Problem statement: From the data below, set down exactly the lines between the one holding "pub struct AddDefaultValueGeneratorSpanner;" and the one holding "if let Statement::AddDefaultValue(stmt)", inclusive, and no others.

Material for the task:
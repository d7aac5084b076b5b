//! Foreign keys on Cloud Spanner.

use tracing::debug;

use crate::core::catalog::GeneratorContext;
use crate::core::statement::{DatabaseObject, Sql, Statement, StatementKind};
use crate::core::traits::{SqlGenerator, ValidationErrors, PRIORITY_DATABASE};
use crate::error::Result;

use super::standard::render_add_foreign_key;
use super::wrong_statement;

/// Adds a foreign key without a name or referential actions.
///
/// Spanner names the constraint itself and only supports the default
/// actions, so the name slot is left empty and any ON UPDATE / ON DELETE
/// clauses are dropped.
pub struct AddForeignKeyConstraintGeneratorSpanner;

impl SqlGenerator for AddForeignKeyConstraintGeneratorSpanner {
    fn name(&self) -> &str {
        "AddForeignKeyConstraintGeneratorSpanner"
    }

    fn kind(&self) -> StatementKind {
        StatementKind::AddForeignKey
    }

    fn priority(&self) -> i32 {
        PRIORITY_DATABASE
    }

    fn validate(&self, statement: &Statement, _ctx: &GeneratorContext<'_>) -> ValidationErrors {
        let mut errors = ValidationErrors::new();
        if let Statement::AddForeignKey(stmt) = statement {
            errors.check_required("baseTableName", &stmt.base_table.table_name);
            errors.check_required("referencedTableName", &stmt.referenced_table.table_name);
            if stmt.base_column_names.is_empty() {
                errors.add("baseColumnNames is required");
            }
            if stmt.referenced_column_names.is_empty() {
                errors.add("referencedColumnNames is required");
            }
        }
        errors
    }

    fn generate(&self, statement: &Statement, ctx: &GeneratorContext<'_>) -> Result<Vec<Sql>> {
        let Statement::AddForeignKey(stmt) = statement else {
            return Err(wrong_statement(self, statement));
        };
        let mut stripped = stmt.clone();
        stripped.constraint_name = None;
        stripped.on_update = None;
        stripped.on_delete = None;

        let sql = render_add_foreign_key(ctx, &stripped)?;
        Ok(vec![Sql::new(sql).affecting(DatabaseObject::table(&stmt.base_table))])
    }
}

/// Drops every foreign key on a table, one statement per constraint, in the
/// order the live schema reports them.
pub struct DropAllForeignKeysGeneratorSpanner;

impl SqlGenerator for DropAllForeignKeysGeneratorSpanner {
    fn name(&self) -> &str {
        "DropAllForeignKeysGeneratorSpanner"
    }

    fn kind(&self) -> StatementKind {
        StatementKind::DropAllForeignKeys
    }

    fn priority(&self) -> i32 {
        PRIORITY_DATABASE
    }

    fn validate(&self, statement: &Statement, _ctx: &GeneratorContext<'_>) -> ValidationErrors {
        let mut errors = ValidationErrors::new();
        if let Statement::DropAllForeignKeys(stmt) = statement {
            errors.check_required("baseTableName", &stmt.table.table_name);
        }
        errors
    }

    fn generate(&self, statement: &Statement, ctx: &GeneratorContext<'_>) -> Result<Vec<Sql>> {
        let Statement::DropAllForeignKeys(stmt) = statement else {
            return Err(wrong_statement(self, statement));
        };
        let names = ctx.reader.foreign_key_names(&stmt.table)?;
        debug!("{}: {} foreign keys to drop", stmt.table, names.len());

        let table = ctx.dialect.escape_table_name(&stmt.table)?;
        names
            .into_iter()
            .map(|name| {
                let sql = format!(
                    "ALTER TABLE {} DROP CONSTRAINT {}",
                    table,
                    ctx.dialect.escape_object_name(&name)?
                );
                Ok(Sql::new(sql).affecting(DatabaseObject::ForeignKey {
                    table: stmt.table.table_name.clone(),
                    name,
                }))
            })
            .collect()
    }
}
//! Column-level DDL for Cloud Spanner: add column, defaults, type and
//! nullability changes.

use tracing::debug;

use crate::core::catalog::GeneratorContext;
use crate::core::statement::{ColumnRef, DatabaseObject, Sql, Statement, StatementKind, TableRef};
use crate::core::traits::{SqlGenerator, ValidationErrors, PRIORITY_DATABASE};
use crate::core::value::ColumnValue;
use crate::drivers::spanner::ColumnKeyword;
use crate::error::Result;

use super::table::render_column_body;
use super::wrong_statement;

pub const ADD_DEFAULT_VALUE_VALIDATION_ERROR: &str = "Cloud Spanner supports default values for columns, but only with built-in functions such as CURRENT_TIMESTAMP() and GENERATE_UUID()";

/// `ALTER TABLE t ALTER COLUMN c ...` carrying both type and nullability.
///
/// Spanner resets nullability when a column is altered without it, so both
/// are always stated. GoogleSQL puts them in one clause; the PostgreSQL
/// interface needs a `TYPE` clause and a separate nullability clause.
fn render_alter_column(
    ctx: &GeneratorContext<'_>,
    table: &TableRef,
    column: &str,
    type_text: &str,
    nullable: bool,
) -> Result<String> {
    let table = ctx.dialect.escape_table_name(table)?;
    let column = ctx.dialect.escape_object_name(column)?;
    let data_type = ctx.map_type(type_text);

    Ok(if ctx.dialect.is_postgresql() {
        format!(
            "ALTER TABLE {} ALTER COLUMN {} TYPE {}, ALTER COLUMN {} {}",
            table,
            column,
            data_type,
            column,
            if nullable { "DROP NOT NULL" } else { "SET NOT NULL" }
        )
    } else {
        format!(
            "ALTER TABLE {} ALTER COLUMN {} {}{}",
            table,
            column,
            data_type,
            if nullable { "" } else { " NOT NULL" }
        )
    })
}

/// Adds columns with an explicit `COLUMN` keyword and parenthesized defaults.
/// One statement is generated per column.
pub struct AddColumnGeneratorSpanner;

impl SqlGenerator for AddColumnGeneratorSpanner {
    fn name(&self) -> &str {
        "AddColumnGeneratorSpanner"
    }

    fn kind(&self) -> StatementKind {
        StatementKind::AddColumn
    }

    fn priority(&self) -> i32 {
        PRIORITY_DATABASE
    }

    fn validate(&self, statement: &Statement, _ctx: &GeneratorContext<'_>) -> ValidationErrors {
        let mut errors = ValidationErrors::new();
        if let Statement::AddColumn(stmt) = statement {
            errors.check_required("tableName", &stmt.table.table_name);
            if stmt.columns.is_empty() {
                errors.add("columns is required");
            }
            for column in &stmt.columns {
                errors.check_required("columnName", &column.name);
                errors.check_required("columnType", &column.data_type);
            }
        }
        errors
    }

    fn generate(&self, statement: &Statement, ctx: &GeneratorContext<'_>) -> Result<Vec<Sql>> {
        let Statement::AddColumn(stmt) = statement else {
            return Err(wrong_statement(self, statement));
        };
        let table = ctx.dialect.escape_table_name(&stmt.table)?;

        stmt.columns
            .iter()
            .map(|column| {
                let name = ctx
                    .dialect
                    .escape_column_name(&column.name, ColumnKeyword::Include)?;
                let body = render_column_body(ctx, column)?;
                Ok(Sql::new(format!("ALTER TABLE {} ADD {} {}", table, name, body))
                    .affecting(DatabaseObject::column(&stmt.table, &column.name)))
            })
            .collect()
    }
}

/// `ALTER TABLE t ALTER COLUMN c SET DEFAULT (value)`.
///
/// Literals and built-in functions are accepted. Computed expressions and
/// sequence values cannot be column defaults on Spanner.
pub struct AddDefaultValueGeneratorSpanner;

impl SqlGenerator for AddDefaultValueGeneratorSpanner {
    fn name(&self) -> &str {
        "AddDefaultValueGeneratorSpanner"
    }

    fn kind(&self) -> StatementKind {
        StatementKind::AddDefaultValue
    }

    fn priority(&self) -> i32 {
        PRIORITY_DATABASE
    }

    fn validate(&self, statement: &Statement, ctx: &GeneratorContext<'_>) -> ValidationErrors {
        let mut errors = ValidationErrors::new();
        if let Statement::AddDefaultValue(stmt) = statement {
            errors.check_required("tableName", &stmt.table.table_name);
            errors.check_required("columnName", &stmt.column_name);
            let value = &stmt.default_value;
            let accepted = match value {
                ColumnValue::Function(f) => ctx.dialect.is_function(f),
                other => other.is_literal(),
            };
            if !accepted {
                debug!(
                    "Rejecting {} default for {}.{}",
                    value.kind_name(),
                    stmt.table.table_name,
                    stmt.column_name
                );
                errors.add(ADD_DEFAULT_VALUE_VALIDATION_ERROR);
            }
        }
        errors
    }

    fn generate(&self, statement: &Statement, ctx: &GeneratorContext<'_>) -> Result<Vec<Sql>> {
        let Statement::AddDefaultValue(stmt) = statement else {
            return Err(wrong_statement(self, statement));
        };
        let sql = format!(
            "ALTER TABLE {} ALTER COLUMN {} SET DEFAULT ({})",
            ctx.dialect.escape_table_name(&stmt.table)?,
            ctx.dialect.escape_object_name(&stmt.column_name)?,
            ctx.dialect.value_to_sql(&stmt.default_value)?
        );
        Ok(vec![
            Sql::new(sql).affecting(DatabaseObject::column(&stmt.table, &stmt.column_name))
        ])
    }
}

pub struct DropDefaultValueGeneratorSpanner;

impl SqlGenerator for DropDefaultValueGeneratorSpanner {
    fn name(&self) -> &str {
        "DropDefaultValueGeneratorSpanner"
    }

    fn kind(&self) -> StatementKind {
        StatementKind::DropDefaultValue
    }

    fn priority(&self) -> i32 {
        PRIORITY_DATABASE
    }

    fn validate(&self, statement: &Statement, _ctx: &GeneratorContext<'_>) -> ValidationErrors {
        let mut errors = ValidationErrors::new();
        if let Statement::DropDefaultValue(stmt) = statement {
            errors.check_required("tableName", &stmt.table.table_name);
            errors.check_required("columnName", &stmt.column_name);
        }
        errors
    }

    fn generate(&self, statement: &Statement, ctx: &GeneratorContext<'_>) -> Result<Vec<Sql>> {
        let Statement::DropDefaultValue(stmt) = statement else {
            return Err(wrong_statement(self, statement));
        };
        let sql = format!(
            "ALTER TABLE {} ALTER COLUMN {} DROP DEFAULT",
            ctx.dialect.escape_table_name(&stmt.table)?,
            ctx.dialect.escape_object_name(&stmt.column_name)?
        );
        Ok(vec![
            Sql::new(sql).affecting(DatabaseObject::column(&stmt.table, &stmt.column_name))
        ])
    }
}

/// Changes a column type while keeping its current nullability, which is
/// read from the live schema first.
pub struct ModifyDataTypeGeneratorSpanner;

impl SqlGenerator for ModifyDataTypeGeneratorSpanner {
    fn name(&self) -> &str {
        "ModifyDataTypeGeneratorSpanner"
    }

    fn kind(&self) -> StatementKind {
        StatementKind::ModifyDataType
    }

    fn priority(&self) -> i32 {
        PRIORITY_DATABASE
    }

    fn validate(&self, statement: &Statement, _ctx: &GeneratorContext<'_>) -> ValidationErrors {
        let mut errors = ValidationErrors::new();
        if let Statement::ModifyDataType(stmt) = statement {
            errors.check_required("tableName", &stmt.table.table_name);
            errors.check_required("columnName", &stmt.column_name);
            errors.check_required("newDataType", &stmt.new_data_type);
        }
        errors
    }

    fn generate(&self, statement: &Statement, ctx: &GeneratorContext<'_>) -> Result<Vec<Sql>> {
        let Statement::ModifyDataType(stmt) = statement else {
            return Err(wrong_statement(self, statement));
        };
        let column = ColumnRef::new(stmt.table.clone(), stmt.column_name.clone());
        let nullable = ctx.reader.is_nullable(&column)?;
        debug!("{} is currently {}", column, if nullable { "nullable" } else { "NOT NULL" });

        let sql = render_alter_column(
            ctx,
            &stmt.table,
            &stmt.column_name,
            &stmt.new_data_type,
            nullable,
        )?;
        Ok(vec![Sql::new(sql).affecting(DatabaseObject::table(&stmt.table))])
    }
}

/// Spanner has no standalone nullability DDL; the full column type is
/// restated together with the new nullability.
pub struct SetNullableGeneratorSpanner;

impl SqlGenerator for SetNullableGeneratorSpanner {
    fn name(&self) -> &str {
        "SetNullableGeneratorSpanner"
    }

    fn kind(&self) -> StatementKind {
        StatementKind::SetNullable
    }

    fn priority(&self) -> i32 {
        PRIORITY_DATABASE
    }

    fn validate(&self, statement: &Statement, _ctx: &GeneratorContext<'_>) -> ValidationErrors {
        let mut errors = ValidationErrors::new();
        if let Statement::SetNullable(stmt) = statement {
            errors.check_required("tableName", &stmt.table.table_name);
            errors.check_required("columnName", &stmt.column_name);
            errors.check_required("columnDataType", &stmt.column_data_type);
        }
        errors
    }

    fn generate(&self, statement: &Statement, ctx: &GeneratorContext<'_>) -> Result<Vec<Sql>> {
        let Statement::SetNullable(stmt) = statement else {
            return Err(wrong_statement(self, statement));
        };
        let sql = render_alter_column(
            ctx,
            &stmt.table,
            &stmt.column_name,
            &stmt.column_data_type,
            stmt.nullable,
        )?;
        Ok(vec![
            Sql::new(sql).affecting(DatabaseObject::column(&stmt.table, &stmt.column_name))
        ])
    }
}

Task response:
pub struct AddDefaultValueGeneratorSpanner;

impl SqlGenerator for AddDefaultValueGeneratorSpanner {
    fn name(&self) -> &str {
        "AddDefaultValueGeneratorSpanner"
    }

    fn kind(&self) -> StatementKind {
        StatementKind::AddDefaultValue
    }

    fn priority(&self) -> i32 {
        PRIORITY_DATABASE
    }

    fn validate(&self, statement: &Statement, ctx: &GeneratorContext<'_>) -> ValidationErrors {
        let mut errors = ValidationErrors::new();
        if let Statement::AddDefaultValue(stmt) = statement {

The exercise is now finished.